A New Approach for the Fabrication of Microscale Lipid Bilayers at Glass Pipettes: Applications for Passive Permeation Visualization

This project combines electrochemical techniques with finite element method (FEM) simulations to study the permeation of weak acids across membranes. Cell membrane permeation is an interesting process to study as it is crucial to the passage of drug molecules across the blood-brain barrier and into general circulation. We are using weak acids as a model for membrane permeation since many drug molecules fall into this class. We have developed a new method for the fabrication of extremely stable lipid bilayers at glass micropipets, and coupled with confocal microscopy, the permeation of weak acids can be visualised. With the aid of FEM simulations, the fluorescence profiles can be modelled to extract permeation coefficients for each of the weak acids.


Experimental setup for permeation experiments and example fluorescence profile from confocal imaging

Scanning Electrochemical Cell Microscopy (SECCM) imaging of individual single-walled carbon nanotubes (SWNTs)
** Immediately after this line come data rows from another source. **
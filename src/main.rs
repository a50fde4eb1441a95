use std::{io, time::Duration};

use clap::{
    CommandFactory, Parser,
    builder::{
        Styles,
        styling::{AnsiColor, Effects},
    },
};
use clap_complete::{Shell, generate};
use tracing_subscriber::EnvFilter;

use playcli::{cli, config, config::Settings, error, warning};

fn styles() -> Styles {
    Styles::styled()
        .header(AnsiColor::White.on_default() | Effects::BOLD)
        .usage(AnsiColor::White.on_default() | Effects::BOLD)
        .literal(AnsiColor::BrightBlue.on_default())
        .placeholder(AnsiColor::BrightGreen.on_default())
}

#[derive(Parser, Debug, Clone)]
#[clap(
  version = env!("CARGO_PKG_VERSION"),
  name=env!("CARGO_PKG_NAME"),
  bin_name=env!("CARGO_PKG_NAME"),
  about=env!("CARGO_PKG_DESCRIPTION"),
  styles=styles(),
)]
struct Cli {
    /// Regenerate OAuth2 token
    #[clap(long)]
    login: bool,

    /// List songs before playing
    #[clap(short = 'l', long = "list")]
    list: bool,

    /// Select active player
    #[clap(short = 'p', long = "player")]
    player: bool,

    /// Stop waiting for the browser login after this many seconds
    #[clap(long, value_name = "SECS")]
    login_timeout: Option<u64>,

    /// Print shell completions and exit
    #[clap(long, value_name = "SHELL", hide = true)]
    completions: Option<Shell>,

    /// Words to search for
    #[clap(trailing_var_arg = true, allow_hyphen_values = true)]
    query: Vec<String>,
}

fn init_tracing() {
    let filter = EnvFilter::try_from_default_env().unwrap_or_else(|_| EnvFilter::new("warn"));
    tracing_subscriber::fmt()
        .with_env_filter(filter)
        .with_writer(std::io::stderr)
        .with_target(false)
        .init();
}

#[tokio::main]
async fn main() {
    init_tracing();
    config::load_env();

    let raw_args: Vec<String> = std::env::args().collect();
    let opts = Cli::parse_from(cli::normalize_args(raw_args.clone()));

    if let Some(shell) = opts.completions {
        let mut cmd = Cli::command();
        let name = cmd.get_name().to_string();
        generate(shell, &mut cmd, name, &mut std::io::stdout());
        return;
    }

    let settings = match Settings::from_env() {
        Ok(settings) => settings,
        Err(e) => error!("Cannot load configuration. Err: {}", e),
    };

    let outcome = if opts.login {
        let timeout = opts.login_timeout.map(Duration::from_secs);
        cli::login(&settings, timeout).await
    } else if opts.player {
        cli::select_player(settings, &mut io::stdout(), &mut io::stdin().lock()).await
    } else {
        let query = cli::query_from_args(&raw_args, opts.list);
        cli::search_and_play(
            settings,
            &query,
            opts.list,
            &mut io::stdout(),
            &mut io::stdin().lock(),
        )
        .await
    };

    match outcome {
        Ok(()) => {}
        Err(e) if e.is_graceful() => {
            tracing::debug!(error = %e, "no usable token");
            warning!("No token detected. Please run with -login flag.");
        }
        Err(e) => error!("{}", e),
    }
}
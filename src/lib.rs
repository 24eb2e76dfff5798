//! Seasonal gardening tips.
//!
//! A month (by name or number) and a hemisphere resolve to one of four
//! seasons, which in turn select a tip from fixed, read-only tables.
//!
//! ```
//! use garden_advice::{Hemisphere, Month, Season, get_season, season_for};
//!
//! assert_eq!(get_season(Month::January, Hemisphere::Southern), Season::Summer);
//! assert_eq!(season_for(" MARCH ", "northern"), Ok(Season::Spring));
//! ```

mod clock;
mod consts;
mod prelude;
mod report;
mod resolver;
mod tables;
mod types;

pub use clock::{Clock, FixedClock, SystemClock};
pub use consts::*;
pub use report::Report;
pub use resolver::{
    MonthInput, Resolver, UnknownMonthPolicy, get_month_advice, get_season, get_season_advice, normalize_month,
    season_calendar, season_for,
};
pub use tables::{AdviceTable, MonthSeasonTable, STANDARD_ADVICE, STANDARD_SEASONS};
pub use types::{Hemisphere, Month, Season};

/// Error type for month, hemisphere and clock resolution.
#[derive(Debug, Clone, PartialEq, Eq, thiserror::Error)]
pub enum AdviceError {
    /// Numeric month outside `1..=MAX_MONTH`.
    #[error("Invalid month: {0} (must be 1-{max})", max = MAX_MONTH)]
    MonthOutOfRange(i64),

    /// Name that is not one of the twelve months.
    #[error("Invalid month: {0:?} is not a month name")]
    UnknownMonthName(String),

    /// Blank month input.
    #[error("Invalid month: empty input")]
    EmptyInput,

    /// Anything other than Northern or Southern.
    #[error("Invalid hemisphere: {0:?} (expected Northern or Southern)")]
    InvalidHemisphere(String),

    /// The system time source could not produce a month.
    #[error("System clock unavailable: {0}")]
    ClockUnavailable(String),
}

impl AdviceError {
    /// True for every variant that means the month input was bad
    pub const fn is_invalid_month(&self) -> bool {
        matches!(self, Self::MonthOutOfRange(_) | Self::UnknownMonthName(_) | Self::EmptyInput)
    }
}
Within the Electrochemistry and Interfaces group, there is a strong emphasis on the development of new electrochemical imaging techniques. One of these techniques which has yielded a great deal of information is Scanning Electrochemical Cell Microscopy (SECCM). This technique implements a dual barrel theta capillary as a mobile electrochemical cell, and as this probe is scanned along the surface, the electrochemical response can be recorded. With this technique we have been able to image individual aligned single-walled carbon nanotubes (SWNTs) and examined their activity along the length of the tube and the voltammetric response to a number of redox mediators, including biological molecules such as serotonin and dopamine.


SECCM setup and image of an individual SWNT with serotonin

FEM Simulations to Extract Kinetic Information

I have developed a number of FEM simulations which have been used by other members of the group. I have modelled the response of a polycrystalline boron doped diamond electrode as it is imaged using intermittent-contact scanning electrochemical microscopy, which has been published in the following paper:

Electrochemical Mapping Reveals Direct Correlation between Heterogeneous Electron-Transfer Kinetics and Local Density of States in Diamond Electrodes
H. V. Patten, K. E. Meadows, L. A. Hutton, J. G. Iacobini, D. Battistel, K.McKelvey, A. W. Colburn, M. E. Newton, J. V. Macpherson and P. R. Unwin, Angew. Chem. Int. Ed., 2012, 51 (28), 7002-7006.


FEM simulation domain and (a) FE-SEM image, (b) Raman map, (c) IC-SECM image and (d) kinetic rate constant map.